AML is characterized by clonal evolution and genetic heterogeneity. Genetic abnormalities in AML include amplification, deletions, rearrangements, and point mutations. Prognostic risk at diagnosis is defined by certain recurrent cytogenetic alterations and molecular abnormalities. FLT3-ITD mutation is a poor prognostic molecular genetic alteration significantly affecting patient outcome in AML especially in those harboring normal cytogenetics.3,4,6,12,22 Findings of the current study add to the existing data of FLT3 AML. To substantiate the existing notion, we found that OS of patients with FLT3-ITD mutation was much lower compared with FLT3-negative patients (55.6 vs. 69.8). However, , OS of patients with FLT3-TKD mutation was comparable with that of FLT3-negative patients (64 vs. 69.8%). Survival analysis of AML patients is depicted in Fig. 2.

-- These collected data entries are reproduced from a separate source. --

//! OTP-channel sign-in: the code's shape is the whole verification.

mod common;

use common::TestShell;
use identity_shell::dtos::OtpCredentials;
use identity_shell::models::{AuthMethod, Role};
use identity_shell::services::{FlowState, ServiceError, SessionStore};

fn otp(phone: &str, code: &str) -> OtpCredentials {
    OtpCredentials {
        phone: phone.to_string(),
        code: code.to_string(),
    }
}

#[tokio::test]
async fn only_six_digit_codes_verify() {
    let shell = TestShell::spawn();

    for bad in ["", "12345", "1234567", "12a456", "123 56", "❶❷❸❹❺❻"] {
        let err = shell
            .flow
            .login_with_otp(otp("+15551234567", bad), Some(Role::Client))
            .await
            .expect_err("malformed code must fail");
        assert!(
            matches!(err, ServiceError::InvalidCode),
            "code {:?} should be invalid",
            bad
        );
    }
    assert!(shell.store.load().await.is_none());

    let state = shell
        .flow
        .login_with_otp(otp("+15551234567", "123456"), Some(Role::Client))
        .await
        .expect("six digits should verify");
    assert_eq!(state.navigation_target(), "/dashboard/client");
}

#[tokio::test]
async fn empty_phone_is_rejected() {
    let shell = TestShell::spawn();

    let err = shell
        .flow
        .login_with_otp(otp("", "123456"), None)
        .await
        .expect_err("missing phone must fail");
    assert!(matches!(err, ServiceError::InvalidCode));
}

#[tokio::test]
async fn phone_identities_are_masked() {
    let shell = TestShell::spawn();

    let state = shell
        .flow
        .login_with_otp(otp("+15551234567", "654321"), Some(Role::Investor))
        .await
        .expect("login should succeed");

    match state {
        FlowState::RoleAssigned { session, .. } => {
            assert_eq!(session.identity.auth_method, AuthMethod::Phone);
            assert_eq!(session.identity.display_name, "+*********67");
        }
        other => panic!("expected an assigned role, got {:?}", other),
    }
}

#[tokio::test]
async fn dispatch_checks_the_destination_shape() {
    let shell = TestShell::spawn();

    shell
        .flow
        .request_otp("+15551234567")
        .await
        .expect("well-formed destination should dispatch");

    for bad in ["", "15551234567", "+1555", "+1555123456a"] {
        let err = shell
            .flow
            .request_otp(bad)
            .await
            .expect_err("malformed destination must fail");
        assert!(
            matches!(err, ServiceError::InvalidPhone),
            "destination {:?} should be invalid",
            bad
        );
    }
}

The NCCN (National Comprehensive Cancer Network) clinical practice guidelines in oncology classify AML patients bearing FLT3-ITD mutation with NK as poor risk.3 We divided 97 FLT3 mutation patients into three cytogenetic subgroups: 62 (63.9%) cases in NK, 9 (9.3%) in CBF, and 2 (2%) in high-risk groups. Remaining 24 (24.7%) had other cytogenetic abnormalities. OS of NK AML patients who harbored FLT3-ITD mutation was 55.6% compared with OS (67.5%) of NK patients who did not show FLT3 mutation as in previous studies. However, FLT3 patients in favorable CBF subgroup did not show significant difference in OS compared with FLT3-negative patients. We found 77.8% (7/9) of patients in CBF subgroup harbored FLT3-TKD mutation. However, only 24.2% (15/62) of patients in NK subgroup had FLT3-TKD mutation. This could be one of the reasons that patients with FLT3-TKD mutation do not behave as badly as compared with FLT3-ITD mutation patients. Further studies need to be performed to understand the pathogenesis and influence of other genetic abnormalities in these patients. It is also well known that the pathogenesis and outcome in FLT3-ITD mutation depend on accompanying genetic abnormalities and mutation burden. Analysis of mutation burden helps in further risk categorization of these patients.3,6

Conclusion

FLT3-ITD mutation in AML is associated with high tumor burden and poorer outcomes. Testing for FLT3-ITD mutation at the time of diagnosis has become the standard of care in the management of AML patients in many institutions. But in research-poor settings, presence of certain hematological and immunophenotypic characteristics acts as surrogate markers and can help predict the presence of this mutation in AML patients. Findings of our study add to the existing data of FLT3 mutation in AML.

Acknowledgment

The authors acknowledge Mr. Ashish Batham for his contribution in statistical analysis of data.

Conflict of Interest

None declared.

Funding This work was supported by the Department of Immunohematology and Radiodiagnosis, Gujarat Cancer Research Institute, Ahmedabad, Gujarat, India.